=== Begin Enclosure ===

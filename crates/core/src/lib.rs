//! Core types and shared functionality for the FUEC offline cache manager.
//!
//! This crate provides:
//! - Request/response snapshots and URL resolution
//! - Versioned cache generations with SQLite backend
//! - The worker lifecycle state machine and fetch policy
//! - Unified error types
//! - Configuration structures

pub mod cache;
pub mod config;
pub mod error;
pub mod http;
pub mod lifecycle;
pub mod policy;

pub use cache::{CacheDb, CacheEntry, GenerationInfo};
pub use config::{AppConfig, ConfigError, WorkerConfig};
pub use error::Error;
pub use http::{Request, RequestMode, Response};
pub use lifecycle::{Command, Lifecycle, LifecycleEvent, Transition, WorkerState};
pub use policy::{BypassReason, ExclusionMatch, ExclusionSet, Fallback, FetchPlan};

=== End Enclosure ===

Set down the line that contains "pub use error::Error;" exactly. Do the same for each later line of the data, through the end, and add nothing.

pub use error::Error;
pub use http::{Request, RequestMode, Response};
pub use lifecycle::{Command, Lifecycle, LifecycleEvent, Transition, WorkerState};
pub use policy::{BypassReason, ExclusionMatch, ExclusionSet, Fallback, FetchPlan};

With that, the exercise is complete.